• [What is needed]
Wherever a line in the records below contains "stream", copy that line.

*** Begin section ***

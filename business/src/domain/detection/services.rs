use futures::future::BoxFuture;

use super::errors::DetectionError;
use super::model::DetectedObject;
use super::value_objects::CameraFrame;

/// Pending analysis of one frame. Resolves independently of other frames.
pub type DetectionTask = BoxFuture<'static, Result<Vec<DetectedObject>, DetectionError>>;

/// Object detection capability over a continuous camera stream.
///
/// Callers serialize `detect_objects` per instance; the camera pipeline keeps at
/// most one frame in flight.
pub trait ObjectDetector: Send + Sync {
    /// (Re)builds the vendor detector in stream mode with multi-object
    /// classification. Closes any existing detector first. The only fallible
    /// lifecycle call.
    fn initialize(&mut self) -> Result<(), DetectionError>;

    /// Never blocks. A vendor analysis failure resolves to an empty list;
    /// a missing detector or image resolves to an error without calling the vendor.
    fn detect_objects(&self, frame: &CameraFrame, rotation_degrees: i32) -> DetectionTask;

    /// Idempotent. Closing errors are logged and swallowed.
    fn stop(&mut self);

    fn is_ready(&self) -> bool;

    fn provider_name(&self) -> &'static str;
}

*** End section ***

• [Response]
/// Object detection capability over a continuous camera stream.
    /// (Re)builds the vendor detector in stream mode with multi-object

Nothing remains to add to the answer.